===== GIVEN DATA =====

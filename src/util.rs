// src/util.rs — Shared utility functions

/// Single-line preview of model text for log fields.
///
/// Newlines collapse to spaces; anything past `max_chars` characters is cut
/// and marked with "…".
pub fn preview(s: &str, max_chars: usize) -> String {
    let flat: String = s
        .chars()
        .map(|c| if c == '\n' || c == '\r' { ' ' } else { c })
        .collect();
    if flat.chars().count() <= max_chars {
        flat
    } else {
        let mut out: String = flat.chars().take(max_chars).collect();
        out.push('…');
        out
    }
}
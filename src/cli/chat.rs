// src/cli/chat.rs — Interactive REPL

use crate::core::controller::RetryController;
use crate::core::types::{TurnOutcome, TurnReport};
use crate::provider::{Message, Role};
use crate::util::preview;

/// Conversation state for one chat session.
///
/// History only grows by whole turns: a failed turn leaves it untouched.
pub struct ChatSession {
    greeting: String,
    history: Vec<Message>,
    turns: u32,
    exhausted: u32,
    total_tokens: u32,
}

impl ChatSession {
    /// Starts with the greeting as the first assistant turn.
    pub fn new(greeting: impl Into<String>) -> Self {
        let greeting = greeting.into();
        Self {
            history: vec![Message::assistant(greeting.clone())],
            greeting,
            turns: 0,
            exhausted: 0,
            total_tokens: 0,
        }
    }

    pub fn greeting(&self) -> &str {
        &self.greeting
    }

    pub fn history(&self) -> &[Message] {
        &self.history
    }

    pub fn record(&mut self, message: &str, report: &TurnReport) {
        self.history.push(Message::user(message));
        self.history.push(Message::assistant(report.reply.clone()));
        self.turns += 1;
        self.total_tokens = self.total_tokens.saturating_add(report.usage.total());
        if report.outcome == TurnOutcome::Exhausted {
            self.exhausted += 1;
        }
    }

    /// Back to just the greeting.
    pub fn reset(&mut self) {
        self.history = vec![Message::assistant(self.greeting.clone())];
    }
}

/// What the REPL does after a slash command.
#[derive(Debug, PartialEq, Eq)]
pub enum SlashOutcome {
    Continue,
    Quit,
}

/// Run the interactive chat REPL.
pub async fn run_chat(controller: &RetryController, greeting: &str) -> anyhow::Result<()> {
    let mut session = ChatSession::new(greeting);
    println!("{}\n", session.greeting());

    while let Some(input) = read_input() {
        let trimmed = input.trim();

        if trimmed == "quit" || trimmed == "exit" {
            break;
        }

        if trimmed.starts_with('/') {
            if handle_slash_command(trimmed, &mut session, controller) == SlashOutcome::Quit {
                break;
            }
            continue;
        }

        if trimmed.is_empty() {
            continue;
        }

        match controller.run_turn(trimmed, session.history()).await {
            Ok(report) => {
                println!("{}\n", report.reply);
                session.record(trimmed, &report);
            }
            Err(e) => {
                eprintln!("[error] {}", e);
            }
        }
    }

    eprintln!(
        "\nSession total: {} turn(s), {} exhausted, {} tokens",
        session.turns, session.exhausted, session.total_tokens,
    );
    Ok(())
}

fn read_input() -> Option<String> {
    use std::io::{self, BufRead, Write};

    print!("> ");
    io::stdout().flush().ok();

    let stdin = io::stdin();
    let mut line = String::new();
    match stdin.lock().read_line(&mut line) {
        Ok(0) => None, // EOF
        Ok(_) => Some(line),
        Err(_) => None,
    }
}

fn handle_slash_command(
    input: &str,
    session: &mut ChatSession,
    controller: &RetryController,
) -> SlashOutcome {
    let cmd = input.split_whitespace().next().unwrap_or(input);

    match cmd {
        "/quit" | "/exit" => return SlashOutcome::Quit,

        "/status" => {
            eprintln!("  Max attempts: {}", controller.max_attempts());
            eprintln!(
                "  Session: {} turn(s) | {} exhausted | {} tokens",
                session.turns, session.exhausted, session.total_tokens
            );
            eprintln!("  History: {} message(s)", session.history.len());
        }

        "/history" => {
            for (i, m) in session.history.iter().enumerate() {
                let who = match m.role {
                    Role::User => "you",
                    Role::Assistant => "prophet",
                    Role::System => "system",
                };
                eprintln!("  {}. {}: {}", i + 1, who, preview(&m.content, 80));
            }
        }

        "/reset" => {
            session.reset();
            eprintln!("  History cleared.");
        }

        "/help" => {
            eprintln!("Slash commands:");
            eprintln!("  /status            Show session status & settings");
            eprintln!("  /history           Show the conversation so far");
            eprintln!("  /reset             Forget everything but the greeting");
            eprintln!("  /help              Show this help");
            eprintln!("  /quit, quit, exit  End session");
        }

        _ => {
            eprintln!("Unknown command: {}. Type /help for commands.", cmd);
        }
    }
    SlashOutcome::Continue
}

=====

# WHAT YOU HAVE TO DO
For this exercise, return every line from the data that holds the string "SlashOutcome".

# TASK SOLUTION
pub enum SlashOutcome {
            if handle_slash_command(trimmed, &mut session, controller) == SlashOutcome::Quit {
) -> SlashOutcome {
        "/quit" | "/exit" => return SlashOutcome::Quit,
    SlashOutcome::Continue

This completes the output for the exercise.